Quant au deuxième, examinons-le plus attentivement. Est-il bien sûr qu’il se présente ? Jusqu’à maintenant, le moyen le plus équitable que l’on ait trouvé de constituer les ressources de l’assurance a été de les demander à la fois au patronat, à l’État et aux assurés. Si les données du problème, telles qu’elles sont présentées dans les projets ou dans les lois, étaient confirmées par la réalité, les charges familiales de l’ouvrier seraient sensiblement diminuées, puisqu’actuellement, quand il est invalide, il reste sans ressources, tandis que dans ce cas il aurait droit à des secours importants. Mais le patronat ne prélèvera pas sa part de contribution sur les bénéfices ; les frais généraux des entreprises étant augmentés, les prix de vente des produits le seront dans la même proportion. De même, les dépenses de l’État ne peuvent s’accroître que dans la mesure de l’accroissement de ces recettes ; le contribuable paiera.

Alors l’ouvrier devrait subir, soit comme salarié, soit comme consommateur, 10 % de diminution de ses conditions actuelles d’existence. L’exagération même de ce chiffre suffirait à nous indiquer que cette conclusion est fausse.

Il en sera, de cette réforme comme de toutes les autres ; il y aura rétablissement d’un rapport entre le salaire et les charges correspondant aux besoins.

La journée de huit heures, là où elle fut appliqué, même avant qu’une loi oblige les employeurs à réajuster immédiatement les salaires, n’a jamais aggravé la gêne des ménages ouvriers.

Une erreur que nous devrions dénoncer sans cesse est celle qui fait croire que les conditions d’existence ne sont fonction que des conditions de rémunération.

Une vérité qu’il faudrait répandre avec persévérance, c’est que les conditions de rémunération sont fonction des besoins des individus.

La grande valeur de la journée de huit heures, et de la diminution de longueur de la journée de travail en général, réside non pas dans la diminution de la fatigue physique du bénéficiaire qui en résulte, mais surtout dans l’augmentation des loisirs et des besoins, dans l’amélioration des conditions générales de vie et le développement du sentiment de dignité qui en est l’heureuse conséquence.

Mais si, ni le patronat, ni l’État, ni la classe ouvrière ne sont appelés à supporter les charges financières de l’assurance, qui les supportera ? Je le répète : il en sera de cela comme de toute autre réforme : c’est dans les produits du travail, avant toute répartition entre patrons, État et ouvriers que seront trouvées les ressources nécessaires.
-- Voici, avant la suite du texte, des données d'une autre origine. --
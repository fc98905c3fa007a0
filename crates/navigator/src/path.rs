//! Directory identifiers used as registry keys.

use std::fmt;

use serde::{Deserialize, Serialize};

/// Normalized directory identifier (backslashes folded to forward slashes).
///
/// Nothing else is rewritten: case, trailing slashes and drive letters are
/// kept exactly as the backend canonicalized them, so the id matches the tag
/// the backend stamps on its listing events.
#[derive(Debug, Clone, PartialEq, Eq, Hash, PartialOrd, Ord, Serialize, Deserialize)]
#[serde(transparent)]
pub struct DirectoryId(String);

impl DirectoryId {
    pub fn new(raw: &str) -> Self {
        Self(normalize_directory(raw))
    }

    pub fn as_str(&self) -> &str {
        &self.0
    }
}

impl fmt::Display for DirectoryId {
    fn fmt(&self, f: &mut fmt::Formatter<'_>) -> fmt::Result {
        f.write_str(&self.0)
    }
}

impl From<&str> for DirectoryId {
    fn from(raw: &str) -> Self {
        Self::new(raw)
    }
}

impl From<String> for DirectoryId {
    fn from(raw: String) -> Self {
        Self::new(&raw)
    }
}

impl AsRef<str> for DirectoryId {
    fn as_ref(&self) -> &str {
        &self.0
    }
}

/// Folds backslashes into forward slashes.
pub fn normalize_directory(raw: &str) -> String {
    raw.replace('\\', "/")
}

/// Returns the drive prefix (`"C:"`) of a Windows-style path, uppercased.
pub fn drive_prefix(raw: &str) -> Option<String> {
    let bytes = raw.as_bytes();
    if bytes.len() >= 2 && bytes[0].is_ascii_alphabetic() && bytes[1] == b':' {
        Some(format!("{}:", (bytes[0] as char).to_ascii_uppercase()))
    } else {
        None
    }
}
Et dans de nouveaux aménagements de la production, aboutissant à une nouvelle augmentation de celle-ci, que seront puisés les moyens de faire face aux besoins nouveaux des individus.

C’est parce qu’elle était convaincue de cela que la C. G. T. exprima un jour l’opinion que les ressources devraient être tirées, non pas de versements particuliers effectués par les uns et les autres, mais d’un prélèvement sur la production.



L’individu qui reçoit un secours n’a aucun droit, il devient l’obligé d’autrui. Sur le fonctionnement des services qui lui viennent en aide, l’assisté n’a aucune autre faculté de contrôle que celle qui lui est reconnue en qualité de citoyen.